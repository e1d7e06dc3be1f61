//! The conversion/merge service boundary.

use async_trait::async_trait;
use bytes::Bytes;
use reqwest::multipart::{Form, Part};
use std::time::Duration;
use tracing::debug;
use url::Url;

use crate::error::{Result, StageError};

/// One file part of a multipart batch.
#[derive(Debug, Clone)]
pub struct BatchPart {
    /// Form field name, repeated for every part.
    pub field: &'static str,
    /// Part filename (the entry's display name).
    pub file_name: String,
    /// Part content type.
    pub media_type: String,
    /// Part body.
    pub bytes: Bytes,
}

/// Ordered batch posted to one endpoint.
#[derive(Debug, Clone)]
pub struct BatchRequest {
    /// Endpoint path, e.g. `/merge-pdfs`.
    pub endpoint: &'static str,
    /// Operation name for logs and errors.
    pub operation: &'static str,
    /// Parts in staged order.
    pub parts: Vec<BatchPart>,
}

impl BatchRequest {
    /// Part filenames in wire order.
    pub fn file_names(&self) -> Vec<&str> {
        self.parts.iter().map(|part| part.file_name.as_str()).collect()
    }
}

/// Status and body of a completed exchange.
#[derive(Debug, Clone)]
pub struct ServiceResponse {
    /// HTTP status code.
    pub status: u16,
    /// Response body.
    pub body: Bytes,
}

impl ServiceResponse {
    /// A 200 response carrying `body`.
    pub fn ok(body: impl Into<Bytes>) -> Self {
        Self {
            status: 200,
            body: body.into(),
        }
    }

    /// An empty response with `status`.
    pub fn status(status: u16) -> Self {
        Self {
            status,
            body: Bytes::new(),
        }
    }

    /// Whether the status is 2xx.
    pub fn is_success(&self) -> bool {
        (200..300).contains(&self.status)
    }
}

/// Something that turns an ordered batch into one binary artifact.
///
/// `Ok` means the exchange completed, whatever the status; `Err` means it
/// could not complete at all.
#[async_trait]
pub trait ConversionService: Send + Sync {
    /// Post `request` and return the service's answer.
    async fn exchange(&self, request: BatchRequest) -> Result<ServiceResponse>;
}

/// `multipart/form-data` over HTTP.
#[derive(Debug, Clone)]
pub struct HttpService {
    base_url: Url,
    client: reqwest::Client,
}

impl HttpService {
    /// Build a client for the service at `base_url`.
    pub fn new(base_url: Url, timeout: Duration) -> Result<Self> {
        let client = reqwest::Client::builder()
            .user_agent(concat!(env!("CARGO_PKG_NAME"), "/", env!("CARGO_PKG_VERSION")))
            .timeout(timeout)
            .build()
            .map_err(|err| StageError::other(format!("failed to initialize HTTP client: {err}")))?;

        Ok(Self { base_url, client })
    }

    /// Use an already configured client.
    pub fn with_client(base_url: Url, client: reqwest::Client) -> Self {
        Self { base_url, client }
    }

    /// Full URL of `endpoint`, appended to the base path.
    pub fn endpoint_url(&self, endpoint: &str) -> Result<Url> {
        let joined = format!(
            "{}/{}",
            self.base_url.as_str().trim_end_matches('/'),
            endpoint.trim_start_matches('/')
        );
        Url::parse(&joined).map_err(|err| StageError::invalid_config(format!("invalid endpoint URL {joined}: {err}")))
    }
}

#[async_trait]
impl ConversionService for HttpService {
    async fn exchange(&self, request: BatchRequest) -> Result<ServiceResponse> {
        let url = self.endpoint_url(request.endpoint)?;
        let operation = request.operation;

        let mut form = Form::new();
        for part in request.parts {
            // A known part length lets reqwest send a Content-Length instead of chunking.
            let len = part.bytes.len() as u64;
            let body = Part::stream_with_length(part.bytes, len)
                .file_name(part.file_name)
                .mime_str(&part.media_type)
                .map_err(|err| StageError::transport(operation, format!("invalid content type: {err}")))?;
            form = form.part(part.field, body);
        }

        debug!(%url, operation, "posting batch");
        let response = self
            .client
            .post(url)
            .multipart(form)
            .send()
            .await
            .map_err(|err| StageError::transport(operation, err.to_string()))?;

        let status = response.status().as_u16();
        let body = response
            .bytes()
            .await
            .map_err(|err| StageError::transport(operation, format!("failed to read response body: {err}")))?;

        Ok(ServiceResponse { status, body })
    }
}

■ ■ ■ ■ ■

_What you have to do:_ Repeat the material exactly. Every line should match.

_Answer section:_
repository e1d7e06dc3be1f61
//! The conversion/merge service boundary.

use async_trait::async_trait;
use bytes::Bytes;
use reqwest::multipart::{Form, Part};
use std::time::Duration;
use tracing::debug;
use url::Url;

use crate::error::{Result, StageError};

/// One file part of a multipart batch.
#[derive(Debug, Clone)]
pub struct BatchPart {
    /// Form field name, repeated for every part.
    pub field: &'static str,
    /// Part filename (the entry's display name).
    pub file_name: String,
    /// Part content type.
    pub media_type: String,
    /// Part body.
    pub bytes: Bytes,
}

/// Ordered batch posted to one endpoint.
#[derive(Debug, Clone)]
pub struct BatchRequest {
    /// Endpoint path, e.g. `/merge-pdfs`.
    pub endpoint: &'static str,
    /// Operation name for logs and errors.
    pub operation: &'static str,
    /// Parts in staged order.
    pub parts: Vec<BatchPart>,
}

impl BatchRequest {
    /// Part filenames in wire order.
    pub fn file_names(&self) -> Vec<&str> {
        self.parts.iter().map(|part| part.file_name.as_str()).collect()
    }
}

/// Status and body of a completed exchange.
#[derive(Debug, Clone)]
pub struct ServiceResponse {
    /// HTTP status code.
    pub status: u16,
    /// Response body.
    pub body: Bytes,
}

impl ServiceResponse {
    /// A 200 response carrying `body`.
    pub fn ok(body: impl Into<Bytes>) -> Self {
        Self {
            status: 200,
            body: body.into(),
        }
    }

    /// An empty response with `status`.
    pub fn status(status: u16) -> Self {
        Self {
            status,
            body: Bytes::new(),
        }
    }

    /// Whether the status is 2xx.
    pub fn is_success(&self) -> bool {
        (200..300).contains(&self.status)
    }
}

/// Something that turns an ordered batch into one binary artifact.
///
/// `Ok` means the exchange completed, whatever the status; `Err` means it
/// could not complete at all.
#[async_trait]
pub trait ConversionService: Send + Sync {
    /// Post `request` and return the service's answer.
    async fn exchange(&self, request: BatchRequest) -> Result<ServiceResponse>;
}

/// `multipart/form-data` over HTTP.
#[derive(Debug, Clone)]
pub struct HttpService {
    base_url: Url,
    client: reqwest::Client,
}

impl HttpService {
    /// Build a client for the service at `base_url`.
    pub fn new(base_url: Url, timeout: Duration) -> Result<Self> {
        let client = reqwest::Client::builder()
            .user_agent(concat!(env!("CARGO_PKG_NAME"), "/", env!("CARGO_PKG_VERSION")))
            .timeout(timeout)
            .build()
            .map_err(|err| StageError::other(format!("failed to initialize HTTP client: {err}")))?;

        Ok(Self { base_url, client })
    }

    /// Use an already configured client.
    pub fn with_client(base_url: Url, client: reqwest::Client) -> Self {
        Self { base_url, client }
    }

    /// Full URL of `endpoint`, appended to the base path.
    pub fn endpoint_url(&self, endpoint: &str) -> Result<Url> {
        let joined = format!(
            "{}/{}",
            self.base_url.as_str().trim_end_matches('/'),
            endpoint.trim_start_matches('/')
        );
        Url::parse(&joined).map_err(|err| StageError::invalid_config(format!("invalid endpoint URL {joined}: {err}")))
    }
}

#[async_trait]
impl ConversionService for HttpService {
    async fn exchange(&self, request: BatchRequest) -> Result<ServiceResponse> {
        let url = self.endpoint_url(request.endpoint)?;
        let operation = request.operation;

        let mut form = Form::new();
        for part in request.parts {
            // A known part length lets reqwest send a Content-Length instead of chunking.
            let len = part.bytes.len() as u64;
            let body = Part::stream_with_length(part.bytes, len)
                .file_name(part.file_name)
                .mime_str(&part.media_type)
                .map_err(|err| StageError::transport(operation, format!("invalid content type: {err}")))?;
            form = form.part(part.field, body);
        }

        debug!(%url, operation, "posting batch");
        let response = self
            .client
            .post(url)
            .multipart(form)
            .send()
            .await
            .map_err(|err| StageError::transport(operation, err.to_string()))?;

        let status = response.status().as_u16();
        let body = response
            .bytes()
            .await
            .map_err(|err| StageError::transport(operation, format!("failed to read response body: {err}")))?;

        Ok(ServiceResponse { status, body })
    }
}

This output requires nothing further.